Lossy trapdoor functions (Peikert and Waters, STOC 2008 and SIAM J. Computing 2011) imply, via black-box transformations, a number of interesting cryptographic primitives, including chosen-ciphertext secure public-key encryption. Kiltz, O’Neill, and Smith (CRYPTO 2010) showed that the RSA trapdoor permutation is lossy under the Phi-hiding assumption, but syntactically it is not a lossy trapdoor function since it acts on \(\mathbb {Z}_N\) and not on strings. Using a domain extension technique by Freeman et al. (PKC 2010 and J. Cryptology 2013) it can be extended to a lossy trapdoor permutation, but with considerably reduced lossiness.
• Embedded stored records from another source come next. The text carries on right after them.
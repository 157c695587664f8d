//! Per-agent store registry.
//!
//! Holds one [`MemoryStore`] per agent. The map is guarded by an `RwLock` and
//! each store by its own `Mutex`, so different agents never contend.

use super::MemoryStore;
use crate::clock::{SystemTimeSource, TimeSource};
use crate::config::MemoryConfig;
use crate::{Error, Result};
use std::collections::HashMap;
use std::sync::{Arc, Mutex, RwLock};

/// A store shared between callers.
pub type SharedStore = Arc<Mutex<MemoryStore>>;

/// Repository of memory stores keyed by agent ID.
pub struct MemoryRegistry {
    config: MemoryConfig,
    clock: Arc<dyn TimeSource>,
    stores: RwLock<HashMap<String, SharedStore>>,
}

impl MemoryRegistry {
    /// Creates an empty registry whose stores use `config` and the system
    /// clock.
    ///
    /// # Errors
    ///
    /// Returns [`Error::InvalidInput`] if the configuration is invalid.
    pub fn new(config: MemoryConfig) -> Result<Self> {
        Self::with_clock(config, Arc::new(SystemTimeSource))
    }

    /// Creates an empty registry whose stores read time from `clock`.
    ///
    /// # Errors
    ///
    /// Returns [`Error::InvalidInput`] if the configuration is invalid.
    pub fn with_clock(config: MemoryConfig, clock: Arc<dyn TimeSource>) -> Result<Self> {
        config.validate()?;
        Ok(Self {
            config,
            clock,
            stores: RwLock::new(HashMap::new()),
        })
    }

    /// Returns the agent's store, creating an empty one on first use.
    ///
    /// # Errors
    ///
    /// Returns [`Error::InvalidInput`] for an empty agent ID and
    /// [`Error::OperationFailed`] if the registry lock is poisoned.
    pub fn get_or_create(&self, agent_id: &str) -> Result<SharedStore> {
        check_agent_id(agent_id)?;
        if let Some(store) = self.read("get_or_create")?.get(agent_id) {
            return Ok(Arc::clone(store));
        }

        let mut stores = self.write("get_or_create")?;
        // Another caller may have created it between the two locks.
        if let Some(store) = stores.get(agent_id) {
            return Ok(Arc::clone(store));
        }
        let store = MemoryStore::with_clock(self.config.clone(), Arc::clone(&self.clock))?;
        let shared = Arc::new(Mutex::new(store));
        stores.insert(agent_id.to_string(), Arc::clone(&shared));
        tracing::debug!(agent_id, "created memory store");
        Ok(shared)
    }

    /// Returns the agent's store if one exists.
    ///
    /// # Errors
    ///
    /// Returns [`Error::OperationFailed`] if the registry lock is poisoned.
    pub fn get(&self, agent_id: &str) -> Result<Option<SharedStore>> {
        Ok(self.read("get")?.get(agent_id).map(Arc::clone))
    }

    /// Registers an existing store (e.g. one restored from a snapshot),
    /// replacing any store already held for the agent.
    ///
    /// # Errors
    ///
    /// Returns [`Error::InvalidInput`] for an empty agent ID and
    /// [`Error::OperationFailed`] if the registry lock is poisoned.
    pub fn insert(&self, agent_id: &str, store: MemoryStore) -> Result<SharedStore> {
        check_agent_id(agent_id)?;
        let shared = Arc::new(Mutex::new(store));
        self.write("insert")?
            .insert(agent_id.to_string(), Arc::clone(&shared));
        Ok(shared)
    }

    /// Drops the agent's store. Returns whether one existed.
    ///
    /// # Errors
    ///
    /// Returns [`Error::OperationFailed`] if the registry lock is poisoned.
    pub fn remove(&self, agent_id: &str) -> Result<bool> {
        Ok(self.write("remove")?.remove(agent_id).is_some())
    }

    /// Agent IDs with a store, sorted.
    ///
    /// # Errors
    ///
    /// Returns [`Error::OperationFailed`] if the registry lock is poisoned.
    pub fn agent_ids(&self) -> Result<Vec<String>> {
        let mut ids: Vec<String> = self.read("agent_ids")?.keys().cloned().collect();
        ids.sort();
        Ok(ids)
    }

    fn read(
        &self,
        operation: &str,
    ) -> Result<std::sync::RwLockReadGuard<'_, HashMap<String, SharedStore>>> {
        self.stores.read().map_err(|_| poisoned(operation))
    }

    fn write(
        &self,
        operation: &str,
    ) -> Result<std::sync::RwLockWriteGuard<'_, HashMap<String, SharedStore>>> {
        self.stores.write().map_err(|_| poisoned(operation))
    }
}

/// Locks a shared store, mapping poisoning to [`Error::OperationFailed`].
///
/// # Errors
///
/// Returns [`Error::OperationFailed`] if a previous holder panicked.
pub fn lock_store(store: &SharedStore) -> Result<std::sync::MutexGuard<'_, MemoryStore>> {
    store.lock().map_err(|_| poisoned("lock_store"))
}

fn check_agent_id(agent_id: &str) -> Result<()> {
    if agent_id.trim().is_empty() {
        return Err(Error::InvalidInput("agent id cannot be empty".to_string()));
    }
    Ok(())
}

fn poisoned(operation: &str) -> Error {
    Error::OperationFailed {
        operation: operation.to_string(),
        cause: "Lock poisoned".to_string(),
    }
}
In this work we give new constructions of lossy trapdoor permutations from the Phi-hiding assumption, the quadratic residuosity assumption, and the decisional composite residuosity assumption, all with improved lossiness. Furthermore, we propose the first all-but-one lossy trapdoor permutation from the Phi-hiding assumption. A technical vehicle used for achieving this is a novel transform that converts trapdoor functions with index-dependent domain to trapdoor functions with fixed domain.

The full version of this article can be found in the IACR eprint archive as article 2018/1183 at https://eprint.iacr.org/2018/1183.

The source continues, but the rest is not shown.